[Task to carry out]: Determine the number of lines in the data below that contain the string "focused", and respond with that number alone.

Stored data entries:

——

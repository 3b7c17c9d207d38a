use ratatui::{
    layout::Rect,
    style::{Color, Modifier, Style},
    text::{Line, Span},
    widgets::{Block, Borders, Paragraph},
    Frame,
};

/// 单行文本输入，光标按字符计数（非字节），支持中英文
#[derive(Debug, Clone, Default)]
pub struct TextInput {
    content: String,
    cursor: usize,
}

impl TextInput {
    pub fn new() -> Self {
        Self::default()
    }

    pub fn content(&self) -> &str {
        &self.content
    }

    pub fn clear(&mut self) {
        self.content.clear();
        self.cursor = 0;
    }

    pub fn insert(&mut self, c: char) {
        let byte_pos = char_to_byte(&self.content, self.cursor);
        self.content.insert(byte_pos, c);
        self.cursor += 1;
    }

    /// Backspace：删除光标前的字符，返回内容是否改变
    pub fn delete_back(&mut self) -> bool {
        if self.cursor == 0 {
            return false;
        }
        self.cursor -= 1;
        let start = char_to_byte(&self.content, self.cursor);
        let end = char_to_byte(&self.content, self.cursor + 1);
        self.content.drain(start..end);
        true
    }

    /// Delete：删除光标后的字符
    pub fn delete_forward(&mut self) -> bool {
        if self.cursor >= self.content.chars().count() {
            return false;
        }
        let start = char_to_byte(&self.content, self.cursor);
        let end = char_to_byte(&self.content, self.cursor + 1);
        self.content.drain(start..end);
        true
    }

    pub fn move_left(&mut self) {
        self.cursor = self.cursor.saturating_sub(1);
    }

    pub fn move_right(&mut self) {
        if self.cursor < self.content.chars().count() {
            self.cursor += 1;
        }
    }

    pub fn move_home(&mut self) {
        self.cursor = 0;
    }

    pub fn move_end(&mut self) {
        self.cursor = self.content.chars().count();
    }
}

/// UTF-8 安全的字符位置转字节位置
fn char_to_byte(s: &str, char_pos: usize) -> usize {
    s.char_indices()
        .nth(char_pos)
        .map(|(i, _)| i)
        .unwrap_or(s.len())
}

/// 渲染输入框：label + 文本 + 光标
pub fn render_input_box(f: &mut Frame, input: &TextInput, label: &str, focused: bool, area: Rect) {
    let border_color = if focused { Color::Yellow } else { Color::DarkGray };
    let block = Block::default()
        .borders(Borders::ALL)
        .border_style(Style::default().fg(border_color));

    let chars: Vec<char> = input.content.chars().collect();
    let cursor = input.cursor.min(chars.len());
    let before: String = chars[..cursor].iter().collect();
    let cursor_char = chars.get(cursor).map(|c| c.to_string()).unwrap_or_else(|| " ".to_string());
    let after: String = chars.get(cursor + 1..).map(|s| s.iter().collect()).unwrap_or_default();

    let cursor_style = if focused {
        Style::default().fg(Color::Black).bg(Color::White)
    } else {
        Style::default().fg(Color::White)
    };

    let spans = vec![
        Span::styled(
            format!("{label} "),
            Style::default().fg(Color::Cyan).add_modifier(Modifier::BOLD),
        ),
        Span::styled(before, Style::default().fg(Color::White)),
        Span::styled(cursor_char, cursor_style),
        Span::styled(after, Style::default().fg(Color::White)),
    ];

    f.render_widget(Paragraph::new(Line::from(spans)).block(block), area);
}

——

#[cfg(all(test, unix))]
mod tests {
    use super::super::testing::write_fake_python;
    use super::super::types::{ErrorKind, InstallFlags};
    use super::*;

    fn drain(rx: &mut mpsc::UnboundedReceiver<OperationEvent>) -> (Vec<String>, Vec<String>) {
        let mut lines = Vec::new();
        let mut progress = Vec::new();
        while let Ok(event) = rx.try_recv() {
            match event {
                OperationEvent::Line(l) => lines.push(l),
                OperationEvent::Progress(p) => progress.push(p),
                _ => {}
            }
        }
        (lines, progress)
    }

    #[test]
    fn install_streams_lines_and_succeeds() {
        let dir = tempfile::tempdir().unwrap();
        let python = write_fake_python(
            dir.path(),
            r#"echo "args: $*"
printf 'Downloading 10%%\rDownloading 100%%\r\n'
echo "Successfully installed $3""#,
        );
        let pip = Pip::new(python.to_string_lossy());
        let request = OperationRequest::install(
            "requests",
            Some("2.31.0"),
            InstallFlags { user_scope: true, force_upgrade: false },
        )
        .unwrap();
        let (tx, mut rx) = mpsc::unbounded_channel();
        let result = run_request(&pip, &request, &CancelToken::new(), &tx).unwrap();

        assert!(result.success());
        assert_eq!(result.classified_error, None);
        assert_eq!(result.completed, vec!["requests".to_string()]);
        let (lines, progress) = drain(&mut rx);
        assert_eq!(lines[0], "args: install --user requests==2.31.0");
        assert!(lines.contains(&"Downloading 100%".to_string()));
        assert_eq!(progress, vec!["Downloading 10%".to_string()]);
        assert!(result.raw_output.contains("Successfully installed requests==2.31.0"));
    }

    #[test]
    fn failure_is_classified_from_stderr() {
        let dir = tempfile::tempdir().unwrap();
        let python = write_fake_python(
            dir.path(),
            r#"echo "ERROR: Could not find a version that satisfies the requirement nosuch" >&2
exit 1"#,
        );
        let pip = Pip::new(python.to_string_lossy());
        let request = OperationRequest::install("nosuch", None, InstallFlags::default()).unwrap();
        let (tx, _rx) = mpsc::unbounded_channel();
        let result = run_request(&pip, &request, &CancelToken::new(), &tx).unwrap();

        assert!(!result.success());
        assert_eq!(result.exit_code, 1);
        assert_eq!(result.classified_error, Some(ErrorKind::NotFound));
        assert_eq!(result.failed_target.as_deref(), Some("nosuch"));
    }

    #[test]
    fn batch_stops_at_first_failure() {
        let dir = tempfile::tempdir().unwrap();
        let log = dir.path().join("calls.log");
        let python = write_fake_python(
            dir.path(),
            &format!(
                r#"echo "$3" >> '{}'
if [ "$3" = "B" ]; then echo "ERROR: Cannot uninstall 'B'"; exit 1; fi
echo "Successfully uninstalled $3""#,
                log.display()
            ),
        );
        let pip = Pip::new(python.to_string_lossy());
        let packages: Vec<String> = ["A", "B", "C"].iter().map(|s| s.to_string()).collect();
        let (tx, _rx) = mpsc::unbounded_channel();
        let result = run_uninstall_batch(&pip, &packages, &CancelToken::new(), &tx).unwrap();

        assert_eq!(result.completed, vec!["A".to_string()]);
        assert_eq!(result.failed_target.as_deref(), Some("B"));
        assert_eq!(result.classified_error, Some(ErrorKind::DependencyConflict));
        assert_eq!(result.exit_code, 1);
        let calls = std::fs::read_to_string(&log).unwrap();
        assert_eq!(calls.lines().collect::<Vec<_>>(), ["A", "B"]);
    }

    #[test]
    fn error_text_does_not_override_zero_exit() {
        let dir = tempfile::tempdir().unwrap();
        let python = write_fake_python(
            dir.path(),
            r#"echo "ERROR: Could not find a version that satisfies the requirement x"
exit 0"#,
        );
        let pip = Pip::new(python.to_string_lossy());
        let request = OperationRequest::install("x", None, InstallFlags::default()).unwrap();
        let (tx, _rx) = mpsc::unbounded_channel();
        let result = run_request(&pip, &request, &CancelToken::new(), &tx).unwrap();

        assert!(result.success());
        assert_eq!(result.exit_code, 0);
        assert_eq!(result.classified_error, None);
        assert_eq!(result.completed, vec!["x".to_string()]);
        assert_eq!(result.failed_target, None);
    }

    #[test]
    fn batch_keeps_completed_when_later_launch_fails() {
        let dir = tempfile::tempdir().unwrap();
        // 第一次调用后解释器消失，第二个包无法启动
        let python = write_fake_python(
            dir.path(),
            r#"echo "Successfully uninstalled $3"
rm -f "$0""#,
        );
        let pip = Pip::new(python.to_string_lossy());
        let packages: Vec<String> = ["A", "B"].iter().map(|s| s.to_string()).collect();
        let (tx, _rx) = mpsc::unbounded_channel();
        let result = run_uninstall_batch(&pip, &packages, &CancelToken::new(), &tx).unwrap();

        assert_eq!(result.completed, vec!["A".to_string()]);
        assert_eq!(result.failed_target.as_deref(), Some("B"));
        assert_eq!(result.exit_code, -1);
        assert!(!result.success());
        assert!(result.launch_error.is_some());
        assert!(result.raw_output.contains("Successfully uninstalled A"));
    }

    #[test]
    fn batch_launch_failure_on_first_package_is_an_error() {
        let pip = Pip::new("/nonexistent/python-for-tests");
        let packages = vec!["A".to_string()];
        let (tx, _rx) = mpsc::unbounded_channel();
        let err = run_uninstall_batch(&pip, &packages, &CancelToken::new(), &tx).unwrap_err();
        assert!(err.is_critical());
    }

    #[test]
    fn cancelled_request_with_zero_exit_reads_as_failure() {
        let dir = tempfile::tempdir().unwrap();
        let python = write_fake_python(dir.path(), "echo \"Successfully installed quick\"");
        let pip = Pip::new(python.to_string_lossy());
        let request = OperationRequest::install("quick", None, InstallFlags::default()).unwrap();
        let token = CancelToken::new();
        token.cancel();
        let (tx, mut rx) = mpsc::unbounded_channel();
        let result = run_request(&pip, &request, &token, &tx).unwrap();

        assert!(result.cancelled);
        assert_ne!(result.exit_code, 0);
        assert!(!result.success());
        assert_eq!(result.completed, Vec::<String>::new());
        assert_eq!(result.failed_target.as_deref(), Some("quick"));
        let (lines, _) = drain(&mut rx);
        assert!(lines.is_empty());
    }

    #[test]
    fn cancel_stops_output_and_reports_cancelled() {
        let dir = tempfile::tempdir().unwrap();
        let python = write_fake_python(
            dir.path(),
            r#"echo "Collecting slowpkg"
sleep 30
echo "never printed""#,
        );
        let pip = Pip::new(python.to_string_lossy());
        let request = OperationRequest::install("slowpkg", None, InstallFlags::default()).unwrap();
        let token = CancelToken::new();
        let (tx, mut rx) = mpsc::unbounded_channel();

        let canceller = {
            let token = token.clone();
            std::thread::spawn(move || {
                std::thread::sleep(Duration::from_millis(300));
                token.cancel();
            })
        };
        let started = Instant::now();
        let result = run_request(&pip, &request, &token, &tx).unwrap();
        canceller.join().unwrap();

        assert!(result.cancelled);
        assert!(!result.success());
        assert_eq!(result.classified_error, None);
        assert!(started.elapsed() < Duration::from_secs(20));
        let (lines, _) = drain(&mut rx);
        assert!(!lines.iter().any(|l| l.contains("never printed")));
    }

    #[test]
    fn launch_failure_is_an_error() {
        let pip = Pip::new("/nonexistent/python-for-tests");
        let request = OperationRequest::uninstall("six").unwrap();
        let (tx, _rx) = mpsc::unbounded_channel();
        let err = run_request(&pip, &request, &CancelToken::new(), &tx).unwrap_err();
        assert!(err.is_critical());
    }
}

——

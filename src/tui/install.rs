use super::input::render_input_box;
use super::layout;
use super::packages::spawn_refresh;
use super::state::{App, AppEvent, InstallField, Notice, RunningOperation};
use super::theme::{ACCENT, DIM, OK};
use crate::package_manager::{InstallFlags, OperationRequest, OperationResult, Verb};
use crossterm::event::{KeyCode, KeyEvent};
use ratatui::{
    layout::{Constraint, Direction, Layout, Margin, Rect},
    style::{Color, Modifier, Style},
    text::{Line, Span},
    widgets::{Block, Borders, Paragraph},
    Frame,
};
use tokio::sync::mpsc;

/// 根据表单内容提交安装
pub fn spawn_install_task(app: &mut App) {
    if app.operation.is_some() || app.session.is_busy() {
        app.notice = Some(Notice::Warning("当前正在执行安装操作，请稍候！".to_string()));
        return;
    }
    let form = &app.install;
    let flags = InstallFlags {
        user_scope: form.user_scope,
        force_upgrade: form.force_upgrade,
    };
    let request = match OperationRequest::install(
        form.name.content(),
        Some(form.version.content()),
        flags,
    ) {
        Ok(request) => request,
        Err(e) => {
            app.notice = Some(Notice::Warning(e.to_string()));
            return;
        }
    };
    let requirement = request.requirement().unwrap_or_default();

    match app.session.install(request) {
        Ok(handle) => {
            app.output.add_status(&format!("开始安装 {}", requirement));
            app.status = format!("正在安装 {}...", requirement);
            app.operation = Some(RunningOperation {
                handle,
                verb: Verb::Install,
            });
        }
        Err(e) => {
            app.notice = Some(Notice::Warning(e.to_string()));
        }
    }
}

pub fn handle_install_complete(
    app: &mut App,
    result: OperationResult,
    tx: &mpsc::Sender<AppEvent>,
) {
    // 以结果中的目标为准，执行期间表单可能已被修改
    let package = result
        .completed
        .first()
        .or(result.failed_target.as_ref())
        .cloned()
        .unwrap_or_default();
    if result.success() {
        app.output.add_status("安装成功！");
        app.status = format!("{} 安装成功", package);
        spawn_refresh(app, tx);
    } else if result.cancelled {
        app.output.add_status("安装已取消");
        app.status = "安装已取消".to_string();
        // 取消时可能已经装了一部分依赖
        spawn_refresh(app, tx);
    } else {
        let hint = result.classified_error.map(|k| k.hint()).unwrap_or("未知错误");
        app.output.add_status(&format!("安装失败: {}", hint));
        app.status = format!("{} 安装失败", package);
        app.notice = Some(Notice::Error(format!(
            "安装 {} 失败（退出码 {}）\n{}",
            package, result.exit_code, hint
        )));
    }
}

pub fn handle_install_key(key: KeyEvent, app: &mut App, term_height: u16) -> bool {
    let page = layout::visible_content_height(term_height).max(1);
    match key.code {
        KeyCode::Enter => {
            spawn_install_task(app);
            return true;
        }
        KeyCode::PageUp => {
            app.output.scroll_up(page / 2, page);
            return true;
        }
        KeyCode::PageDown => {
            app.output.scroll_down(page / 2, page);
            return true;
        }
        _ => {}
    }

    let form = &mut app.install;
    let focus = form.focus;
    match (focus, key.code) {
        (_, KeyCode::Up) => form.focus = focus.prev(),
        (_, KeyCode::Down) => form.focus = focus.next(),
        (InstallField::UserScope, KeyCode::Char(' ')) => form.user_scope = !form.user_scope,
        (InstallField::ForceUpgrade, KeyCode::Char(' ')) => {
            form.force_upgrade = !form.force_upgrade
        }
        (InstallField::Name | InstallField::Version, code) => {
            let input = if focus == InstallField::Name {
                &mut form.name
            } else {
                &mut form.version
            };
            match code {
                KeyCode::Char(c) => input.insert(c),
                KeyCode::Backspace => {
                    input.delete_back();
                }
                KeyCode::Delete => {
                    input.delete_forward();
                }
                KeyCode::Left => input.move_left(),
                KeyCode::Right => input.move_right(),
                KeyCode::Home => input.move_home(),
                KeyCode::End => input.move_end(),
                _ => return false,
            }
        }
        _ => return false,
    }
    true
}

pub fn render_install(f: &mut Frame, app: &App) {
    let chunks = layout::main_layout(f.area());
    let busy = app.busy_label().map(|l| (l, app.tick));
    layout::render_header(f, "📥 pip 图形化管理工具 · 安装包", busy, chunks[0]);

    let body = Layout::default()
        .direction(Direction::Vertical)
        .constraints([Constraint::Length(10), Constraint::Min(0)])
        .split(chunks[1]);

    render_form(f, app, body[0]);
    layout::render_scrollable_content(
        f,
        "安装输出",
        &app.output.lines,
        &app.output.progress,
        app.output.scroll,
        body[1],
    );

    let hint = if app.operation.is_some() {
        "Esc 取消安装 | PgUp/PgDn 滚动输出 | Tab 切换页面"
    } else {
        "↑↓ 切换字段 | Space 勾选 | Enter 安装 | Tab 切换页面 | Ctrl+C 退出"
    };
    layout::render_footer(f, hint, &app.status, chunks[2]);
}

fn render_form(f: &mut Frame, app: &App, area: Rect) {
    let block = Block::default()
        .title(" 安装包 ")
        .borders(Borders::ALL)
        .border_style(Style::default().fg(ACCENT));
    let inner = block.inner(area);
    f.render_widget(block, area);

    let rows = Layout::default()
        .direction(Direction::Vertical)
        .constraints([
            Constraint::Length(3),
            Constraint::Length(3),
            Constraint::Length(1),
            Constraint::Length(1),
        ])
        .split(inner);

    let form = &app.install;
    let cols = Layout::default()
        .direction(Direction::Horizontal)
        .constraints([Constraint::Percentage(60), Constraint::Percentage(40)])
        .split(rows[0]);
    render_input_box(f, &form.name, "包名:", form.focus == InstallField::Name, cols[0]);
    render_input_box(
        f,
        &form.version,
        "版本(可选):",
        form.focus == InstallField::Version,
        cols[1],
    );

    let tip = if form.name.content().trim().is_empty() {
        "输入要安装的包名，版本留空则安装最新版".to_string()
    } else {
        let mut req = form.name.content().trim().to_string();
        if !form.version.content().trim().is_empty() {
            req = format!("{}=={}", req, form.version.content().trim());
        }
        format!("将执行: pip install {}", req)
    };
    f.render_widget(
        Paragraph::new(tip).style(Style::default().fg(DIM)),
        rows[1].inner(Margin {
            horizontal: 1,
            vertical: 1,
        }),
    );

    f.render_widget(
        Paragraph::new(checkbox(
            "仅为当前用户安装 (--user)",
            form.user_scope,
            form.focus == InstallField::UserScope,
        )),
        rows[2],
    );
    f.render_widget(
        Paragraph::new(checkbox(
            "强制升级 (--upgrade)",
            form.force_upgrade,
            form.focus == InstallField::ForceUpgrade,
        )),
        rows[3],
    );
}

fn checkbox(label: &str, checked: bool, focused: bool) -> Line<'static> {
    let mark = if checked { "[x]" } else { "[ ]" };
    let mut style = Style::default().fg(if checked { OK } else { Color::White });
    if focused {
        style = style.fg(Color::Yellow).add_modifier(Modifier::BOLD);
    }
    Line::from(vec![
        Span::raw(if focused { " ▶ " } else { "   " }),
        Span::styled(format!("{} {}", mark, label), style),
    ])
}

——

[Finished task]: 6